*What you have to do*.
Return verbatim the portion of the material below that starts at the line containing "let query = SymbolQuery::new(name, kind).defined_in(file);" and ends at its last line.

* * * *

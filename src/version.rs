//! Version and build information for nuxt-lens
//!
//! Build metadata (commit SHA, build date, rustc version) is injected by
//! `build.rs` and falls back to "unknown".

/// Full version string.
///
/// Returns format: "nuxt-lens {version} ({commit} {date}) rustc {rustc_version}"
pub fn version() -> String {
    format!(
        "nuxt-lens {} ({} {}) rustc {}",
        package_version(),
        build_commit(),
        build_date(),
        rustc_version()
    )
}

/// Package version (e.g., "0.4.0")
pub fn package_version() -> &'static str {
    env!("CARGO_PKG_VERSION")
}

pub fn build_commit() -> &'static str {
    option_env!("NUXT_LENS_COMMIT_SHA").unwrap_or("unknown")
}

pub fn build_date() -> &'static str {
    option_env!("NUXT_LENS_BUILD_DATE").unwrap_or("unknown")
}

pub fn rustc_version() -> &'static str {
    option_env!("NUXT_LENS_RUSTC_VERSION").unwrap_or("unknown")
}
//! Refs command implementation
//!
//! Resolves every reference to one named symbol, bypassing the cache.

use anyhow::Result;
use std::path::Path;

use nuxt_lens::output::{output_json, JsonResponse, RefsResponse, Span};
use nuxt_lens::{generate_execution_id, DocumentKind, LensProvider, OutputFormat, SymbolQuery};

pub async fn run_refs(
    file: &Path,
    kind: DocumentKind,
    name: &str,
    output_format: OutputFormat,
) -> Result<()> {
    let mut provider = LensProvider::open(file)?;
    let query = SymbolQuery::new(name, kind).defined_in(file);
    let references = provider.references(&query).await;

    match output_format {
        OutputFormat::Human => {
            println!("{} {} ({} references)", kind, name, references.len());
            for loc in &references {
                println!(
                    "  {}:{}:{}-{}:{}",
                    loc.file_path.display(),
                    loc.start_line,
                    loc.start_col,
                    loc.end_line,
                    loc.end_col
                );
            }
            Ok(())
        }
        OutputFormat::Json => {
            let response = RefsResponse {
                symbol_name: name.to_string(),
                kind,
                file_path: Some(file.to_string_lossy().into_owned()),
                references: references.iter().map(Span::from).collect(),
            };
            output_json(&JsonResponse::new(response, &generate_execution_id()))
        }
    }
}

* * * *

*Task response*.
    let query = SymbolQuery::new(name, kind).defined_in(file);
    let references = provider.references(&query).await;

    match output_format {
        OutputFormat::Human => {
            println!("{} {} ({} references)", kind, name, references.len());
            for loc in &references {
                println!(
                    "  {}:{}:{}-{}:{}",
                    loc.file_path.display(),
                    loc.start_line,
                    loc.start_col,
                    loc.end_line,
                    loc.end_col
                );
            }
            Ok(())
        }
        OutputFormat::Json => {
            let response = RefsResponse {
                symbol_name: name.to_string(),
                kind,
                file_path: Some(file.to_string_lossy().into_owned()),
                references: references.iter().map(Span::from).collect(),
            };
            output_json(&JsonResponse::new(response, &generate_execution_id()))
        }
    }
}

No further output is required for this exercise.